Funtoo Linux installs flawlessly on the following architectures:

  • amd64
  • x86

You will need the following to successfully install Funtoo Linux:

   Important

The Debian-Sources kernel recommended in the installation guide requires 20GB of storage to compile the kernel. You must use at least 30GB for the / filesystem if you use this kernel.

  • Live-Media to boot an installation environment
  • Supported network device
  • 9 GB of disk space (including a 2 GB swap) for the basic system. Please be aware, that even though this is enough to install a very minimal environment, you will definitely face problems and a full disk very soon! So please consider this as the absolute minimum and consider to raise this by mounting additional space into multiple branches of the FS-Tree, soon.

Physical/Network Access

Network
Please make sure there's a network connection available on the machine you are installing Funtoo Linux on.

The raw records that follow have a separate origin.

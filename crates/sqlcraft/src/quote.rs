//! Literal quoting.
//!
//! Translators never escape string literals themselves. They hand the
//! stringified value to a [`Quoter`], which is expected to return a complete,
//! dialect-correct literal (usually by delegating to a driver's escaping
//! routine). The returned text is inserted as-is.

/// Turns a raw string into an escaped SQL string literal.
pub trait Quoter: Send + Sync {
    /// Quote `value`, including the surrounding quote characters.
    fn quote(&self, value: &str) -> String;
}

impl<F> Quoter for F
where
    F: Fn(&str) -> String + Send + Sync,
{
    fn quote(&self, value: &str) -> String {
        self(value)
    }
}

/// Quoter using the MySQL escape rules for single-quoted literals.
///
/// Escapes the same character set as `mysql_real_escape_string`:
/// NUL, `\n`, `\r`, `\`, `'`, `"` and Ctrl-Z.
#[derive(Debug, Clone, Copy, Default)]
pub struct MySqlQuoter;

impl MySqlQuoter {
    pub fn new() -> Self {
        Self
    }
}

impl Quoter for MySqlQuoter {
    fn quote(&self, value: &str) -> String {
        let mut out = String::with_capacity(value.len() + 2);
        out.push('\'');
        for ch in value.chars() {
            match ch {
                '\0' => out.push_str("\\0"),
                '\n' => out.push_str("\\n"),
                '\r' => out.push_str("\\r"),
                '\\' => out.push_str("\\\\"),
                '\'' => out.push_str("\\'"),
                '"' => out.push_str("\\\""),
                '\x1a' => out.push_str("\\Z"),
                c => out.push(c),
            }
        }
        out.push('\'');
        out
    }
}
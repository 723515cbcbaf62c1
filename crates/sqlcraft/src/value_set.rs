//! Rows of column values for INSERT and UPDATE.

use crate::error::{QueryError, QueryResult};
use serde::Serialize;
use serde_json::Value;

/// An ordered `column -> value` mapping.
///
/// Only scalars (string, number, bool) and `null` are accepted. Assigning an
/// existing key again replaces the value but keeps the key's position.
///
/// # Example
/// ```
/// use sqlcraft::ValueSet;
///
/// let mut row = ValueSet::new();
/// row.add_value("username", "amy")?.add_value("age", 31)?;
/// assert_eq!(row.keys().collect::<Vec<_>>(), ["username", "age"]);
///
/// assert!(row.add_value("tags", vec!["a", "b"]).is_err());
/// # Ok::<(), sqlcraft::QueryError>(())
/// ```
#[derive(Debug, Clone, Default, PartialEq)]
pub struct ValueSet {
    values: Vec<(String, Value)>,
}

impl ValueSet {
    pub fn new() -> Self {
        Self::default()
    }

    /// Build a value set from `(key, value)` pairs, validating each value.
    pub fn from_pairs<I, K, V>(pairs: I) -> QueryResult<Self>
    where
        I: IntoIterator<Item = (K, V)>,
        K: Into<String>,
        V: Into<Value>,
    {
        let mut set = Self::new();
        for (key, value) in pairs {
            set.add_value(key, value)?;
        }
        Ok(set)
    }

    /// Build a value set from a serializable struct or map.
    ///
    /// Field order is preserved. Nested arrays or objects are rejected like any
    /// other non-scalar value.
    pub fn from_serialize<T>(data: &T) -> QueryResult<Self>
    where
        T: Serialize + ?Sized,
    {
        match serde_json::to_value(data)? {
            Value::Object(map) => Self::from_pairs(map),
            other => Err(QueryError::serialization(format!(
                "expected a struct or map, got {}",
                type_name(&other)
            ))),
        }
    }

    /// Set `key` to `value`.
    pub fn add_value(&mut self, key: impl Into<String>, value: impl Into<Value>) -> QueryResult<&mut Self> {
        let value = value.into();
        if matches!(value, Value::Array(_) | Value::Object(_)) {
            return Err(QueryError::InvalidValueType {
                type_name: type_name(&value),
            });
        }

        let key = key.into();
        match self.values.iter_mut().find(|(k, _)| *k == key) {
            Some((_, slot)) => *slot = value,
            None => self.values.push((key, value)),
        }
        Ok(self)
    }

    /// Entries in insertion order.
    pub fn values(&self) -> &[(String, Value)] {
        &self.values
    }

    pub fn keys(&self) -> impl Iterator<Item = &str> {
        self.values.iter().map(|(k, _)| k.as_str())
    }

    pub fn get(&self, key: &str) -> Option<&Value> {
        self.values.iter().find(|(k, _)| k == key).map(|(_, v)| v)
    }

    pub fn len(&self) -> usize {
        self.values.len()
    }

    pub fn is_empty(&self) -> bool {
        self.values.is_empty()
    }

    /// `true` when both sets have the same keys in the same order.
    pub fn same_keys(&self, other: &ValueSet) -> bool {
        self.keys().eq(other.keys())
    }
}

fn type_name(value: &Value) -> &'static str {
    match value {
        Value::Null => "null",
        Value::Bool(_) => "boolean",
        Value::Number(_) => "number",
        Value::String(_) => "string",
        Value::Array(_) => "array",
        Value::Object(_) => "object",
    }
}

#[cfg(test)]
mod tests {
    use super::*;
    use serde_json::json;

    #[test]
    fn creation() {
        let set = ValueSet::from_pairs([("username", "amy")]).unwrap();
        assert_eq!(set.values(), [("username".to_string(), json!("amy"))]);
        assert_eq!(set.keys().collect::<Vec<_>>(), ["username"]);
        assert_eq!(set.len(), 1);
    }

    #[test]
    fn null_is_accepted() {
        let mut set = ValueSet::new();
        set.add_value("deleted_at", Value::Null).unwrap();
        assert_eq!(set.get("deleted_at"), Some(&Value::Null));
    }

    #[test]
    fn non_scalars_are_rejected() {
        let mut set = ValueSet::new();

        let err = set.add_value("username", json!([])).unwrap_err();
        assert_eq!(err.to_string(), "Value is of invalid type: array");

        let err = set.add_value("username", json!({})).unwrap_err();
        assert_eq!(err, QueryError::InvalidValueType { type_name: "object" });

        assert!(set.is_empty());
    }

    #[test]
    fn reassigning_keeps_position() {
        let mut set = ValueSet::new();
        set.add_value("a", 1)
            .unwrap()
            .add_value("b", 2)
            .unwrap()
            .add_value("a", 3)
            .unwrap();
        assert_eq!(set.keys().collect::<Vec<_>>(), ["a", "b"]);
        assert_eq!(set.get("a"), Some(&json!(3)));
    }

    #[test]
    fn same_keys_is_order_sensitive() {
        let ab = ValueSet::from_pairs([("a", 1), ("b", 2)]).unwrap();
        let ba = ValueSet::from_pairs([("b", 2), ("a", 1)]).unwrap();
        assert!(ab.same_keys(&ab.clone()));
        assert!(!ab.same_keys(&ba));
    }

    #[test]
    fn from_serialize_keeps_field_order() {
        #[derive(Serialize)]
        struct NewUser {
            username: &'static str,
            email: Option<&'static str>,
            active: bool,
        }

        let set = ValueSet::from_serialize(&NewUser {
            username: "amy",
            email: None,
            active: true,
        })
        .unwrap();
        assert_eq!(set.keys().collect::<Vec<_>>(), ["username", "email", "active"]);
        assert_eq!(set.get("email"), Some(&Value::Null));
    }

    #[test]
    fn from_serialize_rejects_nested_and_non_objects() {
        let err = ValueSet::from_serialize(&json!({ "tags": ["a"] })).unwrap_err();
        assert_eq!(err, QueryError::InvalidValueType { type_name: "array" });

        let err = ValueSet::from_serialize(&42).unwrap_err();
        assert!(matches!(err, QueryError::Serialization(_)));
    }
}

It might be possible to install Funtoo Linux without, by providing the needed resources by an USB media or such, but this isn't the intended way to do things. You will have some extra work to do to achieve this and though this way of installing isn't officially supported, you might be lucky and find someone who is passionate and patient enough to help you with this. But since you'll need a network connection to read within IRC and Forums, you might serve this connection to the destination machine in the first place and prevent you and others from getting gray hair in the first place.
Physical access or at least a remote sight onto the console
This is important to diagnose potential bootup issues like missing modules in the kernel, not accessible filesystems, or issues with the bootloader configuration. It's important to be able to issue a reset in case of failure, too. You might need physical access to the machine to remove the Live-Media once you installed your machine, too and enter it in the first place.